Jim Berger and the FLW-designed doghouse - photo by Alisse Gratehouse AP

Frank Lloyd Wright in the doghouse

One of the legendary architect's most unusual (and secret) commissions has been recreated for new documentary

Leaf through our handful of lovely books on Frank Lloyd Wright and you'll find numerous examples of the famed American architect's sheer breathtaking brilliance - among them the Solomon R. Guggenheim Museum, Fallingwater and so on and so on. 

However, as exhaustive as our tomes tend to be on the subject of this particular genius, there's one design created by Wright that's missing. We won't apologise, as knowlege of its existence has, until now, been pretty much confined to a single family in the United States.

Back in 1956, Frank Lloyd Wright indulged a young boy's request that he design him a dog house for his black labrador, Eddie. "I was probably his youngest and poorest client," Jim Berger, now 68, says. Berger recently rebuilt the doghouse with his brother, using Wright's original plans for a documentary film, Romanza, currently previewing at film festivals. 

The commission came about after Wright designed Berger's family's home in San Anselmo, Marin County. "I would appreciate it if you would design me a doghouse, which would be easy to build, but would go with our house ...," read the June 19, 1956 letter the young boy sent to the famous architect. "(My dog) is two and a half feet high and three feet long" it continued. "The reasons I would like this doghouse is for the winters mainly." In a further nice touch, the young boy told Wright he would pay him from the proceeds  from his paper route. 

"A house for Eddie is an opportunity," the famous architect duly wrote back, apologising that he was busy at that moment - Wright was engaged on working on the Guggenheim at the time! - but asking Berger write to him again in November. The boy did and the rest became (relatively untold) history.
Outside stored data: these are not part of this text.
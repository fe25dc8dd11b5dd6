use std::fmt;

use crate::models::{Side, TradeResult};

/// Closed-trade statistics of one pair
#[derive(Debug, Clone, Default, PartialEq)]
pub struct Summary {
    pub pair: String,
    pub quote: String,

    pub win_long: Vec<f64>,
    pub win_long_percent: Vec<f64>,
    pub win_short: Vec<f64>,
    pub win_short_percent: Vec<f64>,

    pub lose_long: Vec<f64>,
    pub lose_long_percent: Vec<f64>,
    pub lose_short: Vec<f64>,
    pub lose_short_percent: Vec<f64>,

    /// Filled order value in quote currency
    pub volume: f64,
}

impl Summary {
    pub fn new(pair: &str, quote: &str) -> Self {
        Self {
            pair: pair.to_string(),
            quote: quote.to_string(),
            ..Default::default()
        }
    }

    /// Book a realized result in the win or lose bucket of its side
    pub fn record(&mut self, result: &TradeResult) {
        let (values, percents) = match (result.profit_percent > 0.0, result.side) {
            (true, Side::Buy) => (&mut self.win_long, &mut self.win_long_percent),
            (true, Side::Sell) => (&mut self.win_short, &mut self.win_short_percent),
            (false, Side::Buy) => (&mut self.lose_long, &mut self.lose_long_percent),
            (false, Side::Sell) => (&mut self.lose_short, &mut self.lose_short_percent),
        };
        values.push(result.profit_value);
        percents.push(result.profit_percent);
    }

    pub fn win(&self) -> Vec<f64> {
        self.win_long.iter().chain(&self.win_short).copied().collect()
    }

    pub fn win_percent(&self) -> Vec<f64> {
        self.win_long_percent
            .iter()
            .chain(&self.win_short_percent)
            .copied()
            .collect()
    }

    pub fn lose(&self) -> Vec<f64> {
        self.lose_long.iter().chain(&self.lose_short).copied().collect()
    }

    pub fn lose_percent(&self) -> Vec<f64> {
        self.lose_long_percent
            .iter()
            .chain(&self.lose_short_percent)
            .copied()
            .collect()
    }

    pub fn trades(&self) -> usize {
        self.win().len() + self.lose().len()
    }

    pub fn profit(&self) -> f64 {
        self.win().iter().chain(self.lose().iter()).sum()
    }

    /// System quality number: sqrt(n) x mean / stddev of trade profits
    pub fn sqn(&self) -> f64 {
        let profits: Vec<f64> = self.win().into_iter().chain(self.lose()).collect();
        let total = profits.len() as f64;
        if profits.is_empty() {
            return 0.0;
        }

        let mean = self.profit() / total;
        let variance = profits.iter().map(|p| (p - mean).powi(2)).sum::<f64>() / total;
        let std_dev = variance.sqrt();
        if std_dev == 0.0 {
            return 0.0;
        }
        total.sqrt() * mean / std_dev
    }

    /// Average win over the absolute average loss
    pub fn payoff(&self) -> f64 {
        let (win, lose) = (self.win(), self.lose());
        let lose_sum: f64 = lose.iter().sum();
        if win.is_empty() || lose.is_empty() || lose_sum == 0.0 {
            return 0.0;
        }

        let avg_win = win.iter().sum::<f64>() / win.len() as f64;
        avg_win / (lose_sum / lose.len() as f64).abs()
    }

    /// Gross wins over gross losses, 10 when nothing was lost
    pub fn profit_factor(&self) -> f64 {
        let lose_sum: f64 = self.lose().iter().sum();
        if lose_sum == 0.0 {
            return 10.0;
        }
        self.win().iter().sum::<f64>() / lose_sum.abs()
    }

    pub fn win_percentage(&self) -> f64 {
        let trades = self.trades();
        if trades == 0 {
            return 0.0;
        }
        self.win().len() as f64 / trades as f64 * 100.0
    }
}

impl fmt::Display for Summary {
    fn fmt(&self, f: &mut fmt::Formatter<'_>) -> fmt::Result {
        let rows = [
            ("Coin", self.pair.clone()),
            ("Trades", self.trades().to_string()),
            ("Win", self.win().len().to_string()),
            ("Loss", self.lose().len().to_string()),
            ("% Win", format!("{:.1}", self.win_percentage())),
            ("Payoff", format!("{:.1}", self.payoff() * 100.0)),
            ("Pr.Fact", format!("{:.1}", self.profit_factor())),
            ("SQN", format!("{:.1}", self.sqn())),
            ("Profit", format!("{:.4} {}", self.profit(), self.quote)),
            ("Volume", format!("{:.4} {}", self.volume, self.quote)),
        ];

        let width = rows.iter().map(|(_, v)| v.len()).max().unwrap_or(0);
        writeln!(f, "┌─────────┬─{}─┐", "─".repeat(width))?;
        for (label, value) in &rows {
            writeln!(f, "│ {:<7} │ {:>width$} │", label, value, width = width)?;
        }
        write!(f, "└─────────┴─{}─┘", "─".repeat(width))
    }
}
use chrono::{DateTime, DurationRound, Duration, Utc};
use rand::rngs::StdRng;
use rand::{Rng, SeedableRng};
use std::collections::HashMap;
use std::sync::{Arc, PoisonError, RwLock};

use super::{parse_timeframe, CandleStream, Feeder};
use crate::error::Error;
use crate::models::Candle;
use crate::Result;

/// Market scenario types for synthetic data generation
#[derive(Debug, Clone, Copy, PartialEq, Eq)]
pub enum MarketScenario {
    /// Steady uptrend with noise (+2% daily average)
    Uptrend,
    /// Steady downtrend with noise (-2% daily average)
    Downtrend,
    /// Mean-reverting chop (±1% around the base price)
    Sideways,
    /// Large swings (±5% per bar)
    Volatile,
    /// Missing bars every 50 intervals
    WithGaps,
    /// Slow climb followed by a 25% slide
    DrawdownTest,
}

impl MarketScenario {
    pub const ALL: [MarketScenario; 6] = [
        MarketScenario::Uptrend,
        MarketScenario::Downtrend,
        MarketScenario::Sideways,
        MarketScenario::Volatile,
        MarketScenario::WithGaps,
        MarketScenario::DrawdownTest,
    ];

    pub fn name(&self) -> &'static str {
        match self {
            MarketScenario::Uptrend => "uptrend",
            MarketScenario::Downtrend => "downtrend",
            MarketScenario::Sideways => "sideways",
            MarketScenario::Volatile => "volatile",
            MarketScenario::WithGaps => "with-gaps",
            MarketScenario::DrawdownTest => "drawdown",
        }
    }
}

impl std::str::FromStr for MarketScenario {
    type Err = Error;

    fn from_str(s: &str) -> Result<Self> {
        MarketScenario::ALL
            .into_iter()
            .find(|scenario| scenario.name() == s.to_lowercase())
            .ok_or_else(|| Error::Parse(format!("unknown market scenario '{}'", s)))
    }
}

/// Seeded generator of synthetic OHLCV bars
pub struct SyntheticDataGenerator {
    rng: StdRng,
    pair: String,
    start: Option<DateTime<Utc>>,
    base_price: f64,
    base_volume: f64,
}

impl SyntheticDataGenerator {
    /// Create a new generator with a seed for reproducibility
    pub fn new(seed: u64) -> Self {
        Self {
            rng: StdRng::seed_from_u64(seed),
            pair: "BTCUSDT".to_string(),
            start: None,
            base_price: 150.0,
            base_volume: 1_000_000.0,
        }
    }

    pub fn for_pair(mut self, pair: &str) -> Self {
        self.pair = pair.to_string();
        self
    }

    /// Fixed open time of the first bar (defaults to `now - span`, aligned to the interval)
    pub fn starting_at(mut self, start: DateTime<Utc>) -> Self {
        self.start = Some(start);
        self
    }

    pub fn with_base_price(mut self, price: f64) -> Self {
        self.base_price = price;
        self
    }

    pub fn base_price(&self) -> f64 {
        self.base_price
    }

    /// Generate `num_candles` complete bars spaced `interval_minutes` apart
    pub fn generate(
        &mut self,
        scenario: MarketScenario,
        num_candles: usize,
        interval_minutes: i64,
    ) -> Vec<Candle> {
        let interval = Duration::minutes(interval_minutes);
        let start = self.start.unwrap_or_else(|| {
            let start = Utc::now() - interval * num_candles as i32;
            start.duration_trunc(interval).unwrap_or(start)
        });

        let mut candles = Vec::with_capacity(num_candles);
        let mut price = self.base_price;
        let mut slot: i64 = 0;

        for i in 0..num_candles {
            // every 50th bar is missing
            if scenario == MarketScenario::WithGaps && i % 50 == 49 {
                slot += 2;
                continue;
            }

            price = self.next_price(scenario, price, i, num_candles, interval_minutes);
            let candle = self.create_candle(price, start + interval * slot as i32);
            candles.push(candle);
            slot += 1;
        }

        candles
    }

    fn next_price(
        &mut self,
        scenario: MarketScenario,
        price: f64,
        index: usize,
        num_candles: usize,
        interval_minutes: i64,
    ) -> f64 {
        let bars_per_day = 24.0 * 60.0 / interval_minutes as f64;

        match scenario {
            MarketScenario::Uptrend => {
                price + price * 0.02 / bars_per_day + price * self.rng.gen_range(-0.001..0.001)
            }
            MarketScenario::Downtrend => {
                price - price * 0.02 / bars_per_day + price * self.rng.gen_range(-0.001..0.001)
            }
            MarketScenario::Sideways => {
                let reversion = (self.base_price - price) * 0.1;
                price + reversion + price * self.rng.gen_range(-0.01..0.01)
            }
            MarketScenario::Volatile => {
                let next = price + price * self.rng.gen_range(-0.05..0.05);
                next.max(self.base_price * 0.5)
            }
            MarketScenario::WithGaps => price + price * self.rng.gen_range(-0.01..0.01),
            MarketScenario::DrawdownTest => {
                if index < num_candles / 2 {
                    price + price * self.rng.gen_range(-0.005..0.01)
                } else {
                    let drop_rate = -0.25 / (num_candles as f64 / 2.0);
                    price + price * drop_rate + price * self.rng.gen_range(-0.005..0.005)
                }
            }
        }
    }

    fn create_candle(&mut self, price: f64, time: DateTime<Utc>) -> Candle {
        // ±0.2% intrabar movement
        let noise_pct = 0.002;

        let high = price * (1.0 + self.rng.gen_range(0.0..noise_pct));
        let low = price * (1.0 - self.rng.gen_range(0.0..noise_pct));
        let open = (price * (1.0 + self.rng.gen_range(-noise_pct..noise_pct))).clamp(low, high);
        let volume = self.base_volume * self.rng.gen_range(0.7..1.3);

        Candle::new(&self.pair, time, open, high, low, price, volume)
    }
}

struct PairSeries {
    history: Vec<Candle>,
    live: Vec<Candle>,
}

/// Generated market that behaves like a live venue
///
/// History is served to warmup reads; a subscription replays the live bars on a timer,
/// each bar as one partial update followed by its closing update.
pub struct SyntheticFeed {
    timeframe: String,
    tick: std::time::Duration,
    series: RwLock<HashMap<String, PairSeries>>,
    last_prices: Arc<RwLock<HashMap<String, f64>>>,
}

impl SyntheticFeed {
    /// Feed producing `timeframe` bars, one every `tick` of wall time
    pub fn new(timeframe: &str, tick: std::time::Duration) -> Result<Self> {
        parse_timeframe(timeframe)?;
        Ok(Self {
            timeframe: timeframe.to_string(),
            tick,
            series: RwLock::new(HashMap::new()),
            last_prices: Arc::new(RwLock::new(HashMap::new())),
        })
    }

    /// Generate `history` bars ending now and `live` bars after them
    pub fn add_pair(
        &self,
        pair: &str,
        scenario: MarketScenario,
        seed: u64,
        history: usize,
        live: usize,
    ) -> Result<()> {
        let interval = parse_timeframe(&self.timeframe)?;
        let mut generator = SyntheticDataGenerator::new(seed).for_pair(pair);
        let mut candles = generator.generate(scenario, history + live, interval.num_minutes().max(1));
        let live = candles.split_off(history.min(candles.len()));

        if let Some(last) = candles.last() {
            self.last_prices
                .write()
                .unwrap_or_else(PoisonError::into_inner)
                .insert(pair.to_string(), last.close);
        }

        tracing::info!(pair, scenario = scenario.name(), "Generated {} history / {} live bars", candles.len(), live.len());
        self.series
            .write()
            .unwrap_or_else(PoisonError::into_inner)
            .insert(pair.to_string(), PairSeries { history: candles, live });
        Ok(())
    }

    fn check_timeframe(&self, timeframe: &str) -> Result<()> {
        if timeframe != self.timeframe {
            return Err(Error::InvalidTimeframe(timeframe.to_string()));
        }
        Ok(())
    }
}

impl Feeder for SyntheticFeed {
    fn last_quote(&self, pair: &str) -> Result<f64> {
        self.last_prices
            .read()
            .unwrap_or_else(PoisonError::into_inner)
            .get(pair)
            .copied()
            .ok_or_else(|| Error::InsufficientData(pair.to_string()))
    }

    fn candles_by_period(
        &self,
        pair: &str,
        timeframe: &str,
        start: DateTime<Utc>,
        end: DateTime<Utc>,
    ) -> Result<Vec<Candle>> {
        self.check_timeframe(timeframe)?;
        let series = self.series.read().unwrap_or_else(PoisonError::into_inner);
        Ok(series
            .get(pair)
            .map(|s| {
                s.history
                    .iter()
                    .filter(|c| c.time >= start && c.time <= end)
                    .cloned()
                    .collect()
            })
            .unwrap_or_default())
    }

    fn candles_by_limit(&self, pair: &str, timeframe: &str, limit: usize) -> Result<Vec<Candle>> {
        self.check_timeframe(timeframe)?;
        let series = self.series.read().unwrap_or_else(PoisonError::into_inner);
        let history = series.get(pair).map(|s| s.history.as_slice()).unwrap_or(&[]);

        if history.len() < limit {
            return Err(Error::InsufficientData(format!(
                "{} {}: need {}, have {}",
                pair,
                timeframe,
                limit,
                history.len()
            )));
        }
        Ok(history[history.len() - limit..].to_vec())
    }

    fn candles_subscription(&self, pair: &str, timeframe: &str) -> CandleStream {
        let (data_tx, err_tx, stream) = CandleStream::channel(64);

        let live = if timeframe == self.timeframe {
            let series = self.series.read().unwrap_or_else(PoisonError::into_inner);
            series.get(pair).map(|s| s.live.clone())
        } else {
            None
        };
        let interval = parse_timeframe(timeframe).unwrap_or_else(|_| Duration::zero());
        let (tick, pair, last_prices) = (self.tick, pair.to_string(), self.last_prices.clone());

        tokio::spawn(async move {
            let Some(bars) = live else {
                let _ = err_tx
                    .send(Error::Feed(format!("no synthetic market for {}", pair)))
                    .await;
                return;
            };

            let mut ticker = tokio::time::interval((tick / 2).max(std::time::Duration::from_millis(1)));
            for bar in bars {
                let mut partial = bar.clone();
                partial.complete = false;
                partial.close = (bar.open + bar.close) / 2.0;
                partial.high = bar.open.max(partial.close);
                partial.low = bar.open.min(partial.close);
                partial.volume = bar.volume / 2.0;
                partial.updated_at = bar.time + interval / 2;

                let mut closing = bar;
                closing.updated_at = closing.time + interval;

                for candle in [partial, closing] {
                    ticker.tick().await;
                    last_prices
                        .write()
                        .unwrap_or_else(PoisonError::into_inner)
                        .insert(pair.clone(), candle.close);
                    if data_tx.send(candle).await.is_err() {
                        return;
                    }
                }
            }
        });

        stream
    }
}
"I just knew it was a great story," Michael Miner, Dallas-based producer and director of the forthcoming Wright documentary, "Romanza," told the AP. The original house was long gone so Jim got hold of Wright's plans and built the new version from mahogany. His original letter had asked that the structure be easy to build. Jim, now a cabinet maker, says it turned out to be anything but; saying in fact, "it was a nightmare".